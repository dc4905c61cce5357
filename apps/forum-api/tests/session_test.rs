mod common;

#[tokio::test]
async fn register_login_session_roundtrip() {
    let (addr, _state) = common::start_server().await;
    let client = reqwest::Client::new();

    let user_id = common::register_user(addr, "alice").await;
    let token = common::login_user(addr, "alice").await;

    let resp = client
        .get(format!("http://{addr}/api/session"))
        .header("Cookie", format!("session_token={token}"))
        .send()
        .await
        .unwrap();
    assert_eq!(resp.status(), 200);

    let body: serde_json::Value = resp.json().await.unwrap();
    assert_eq!(body["id"], user_id);
    assert_eq!(body["nickname"], "alice");
    assert_eq!(body["email"], "alice@example.com");
    assert!(body.get("password_hash").is_none());
}

#[tokio::test]
async fn login_accepts_email_as_identifier() {
    let (addr, _state) = common::start_server().await;
    let client = reqwest::Client::new();

    common::register_user(addr, "bob").await;

    let resp = client
        .post(format!("http://{addr}/api/login"))
        .json(&serde_json::json!({
            "identifier": "bob@example.com",
            "password": "correct-horse",
        }))
        .send()
        .await
        .unwrap();
    assert_eq!(resp.status(), 200);
    assert!(common::extract_session_cookie(&resp).is_some());
}

#[tokio::test]
async fn login_cookie_advertises_the_enforced_ttl() {
    let (addr, _state) = common::start_server().await;
    let client = reqwest::Client::new();

    common::register_user(addr, "ttl_user").await;

    let resp = client
        .post(format!("http://{addr}/api/login"))
        .json(&serde_json::json!({
            "identifier": "ttl_user",
            "password": "correct-horse",
        }))
        .send()
        .await
        .unwrap();
    assert_eq!(resp.status(), 200);

    let cookie = resp
        .headers()
        .get_all("set-cookie")
        .iter()
        .filter_map(|v| v.to_str().ok())
        .find(|c| c.starts_with("session_token="))
        .expect("session cookie set")
        .to_string();

    let max_age = forum_api::auth::session::SESSION_TTL.as_secs();
    assert!(cookie.contains("HttpOnly"), "cookie: {cookie}");
    assert!(cookie.contains("Path=/"), "cookie: {cookie}");
    assert!(
        cookie.contains(&format!("Max-Age={max_age}")),
        "cookie max-age should match the store's TTL: {cookie}"
    );
}

#[tokio::test]
async fn login_rejects_wrong_password() {
    let (addr, _state) = common::start_server().await;
    let client = reqwest::Client::new();

    common::register_user(addr, "carol").await;

    let resp = client
        .post(format!("http://{addr}/api/login"))
        .json(&serde_json::json!({
            "identifier": "carol",
            "password": "wrong-password",
        }))
        .send()
        .await
        .unwrap();
    assert_eq!(resp.status(), 401);
}

#[tokio::test]
async fn session_requires_cookie() {
    let (addr, _state) = common::start_server().await;
    let client = reqwest::Client::new();

    let resp = client
        .get(format!("http://{addr}/api/session"))
        .send()
        .await
        .unwrap();
    assert_eq!(resp.status(), 401);

    let resp = client
        .get(format!("http://{addr}/api/session"))
        .header("Cookie", "session_token=ses_bogus")
        .send()
        .await
        .unwrap();
    assert_eq!(resp.status(), 401);
}

#[tokio::test]
async fn logout_invalidates_session_and_is_idempotent() {
    let (addr, _state) = common::start_server().await;
    let client = reqwest::Client::new();

    let (_user_id, token) = common::register_and_login(addr, "dave").await;
    let cookie = format!("session_token={token}");

    let resp = client
        .post(format!("http://{addr}/api/logout"))
        .header("Cookie", &cookie)
        .send()
        .await
        .unwrap();
    assert_eq!(resp.status(), 204);

    // The token no longer resolves.
    let resp = client
        .get(format!("http://{addr}/api/session"))
        .header("Cookie", &cookie)
        .send()
        .await
        .unwrap();
    assert_eq!(resp.status(), 401);

    // A second logout with the stale cookie still succeeds.
    let resp = client
        .post(format!("http://{addr}/api/logout"))
        .header("Cookie", &cookie)
        .send()
        .await
        .unwrap();
    assert_eq!(resp.status(), 204);
}

#[tokio::test]
async fn each_login_gets_a_distinct_token() {
    let (addr, _state) = common::start_server().await;

    common::register_user(addr, "erin").await;
    let t1 = common::login_user(addr, "erin").await;
    let t2 = common::login_user(addr, "erin").await;
    assert_ne!(t1, t2);

    // Both sessions are live at once.
    let client = reqwest::Client::new();
    for token in [&t1, &t2] {
        let resp = client
            .get(format!("http://{addr}/api/session"))
            .header("Cookie", format!("session_token={token}"))
            .send()
            .await
            .unwrap();
        assert_eq!(resp.status(), 200);
    }
}

#[tokio::test]
async fn register_rejects_duplicate_nickname() {
    let (addr, _state) = common::start_server().await;
    let client = reqwest::Client::new();

    common::register_user(addr, "frank").await;

    let resp = client
        .post(format!("http://{addr}/api/register"))
        .json(&serde_json::json!({
            "nickname": "frank",
            "email": "frank2@example.com",
            "password": "correct-horse",
        }))
        .send()
        .await
        .unwrap();
    assert_eq!(resp.status(), 409);
}

#[tokio::test]
async fn register_validates_fields() {
    let (addr, _state) = common::start_server().await;
    let client = reqwest::Client::new();

    let resp = client
        .post(format!("http://{addr}/api/register"))
        .json(&serde_json::json!({
            "nickname": "x",
            "email": "not-an-email",
            "password": "short",
        }))
        .send()
        .await
        .unwrap();
    assert_eq!(resp.status(), 400);

    let body: serde_json::Value = resp.json().await.unwrap();
    let fields: Vec<&str> = body["error"]["details"]
        .as_array()
        .unwrap()
        .iter()
        .map(|f| f["field"].as_str().unwrap())
        .collect();
    assert!(fields.contains(&"nickname"));
    assert!(fields.contains(&"email"));
    assert!(fields.contains(&"password"));
}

Task instructions:
Could you find every line in the records above that has the string "body" and copy it?

Answer section:
    let body: serde_json::Value = resp.json().await.unwrap();
    assert_eq!(body["id"], user_id);
    assert_eq!(body["nickname"], "alice");
    assert_eq!(body["email"], "alice@example.com");
    assert!(body.get("password_hash").is_none());
    let body: serde_json::Value = resp.json().await.unwrap();
    let fields: Vec<&str> = body["error"]["details"]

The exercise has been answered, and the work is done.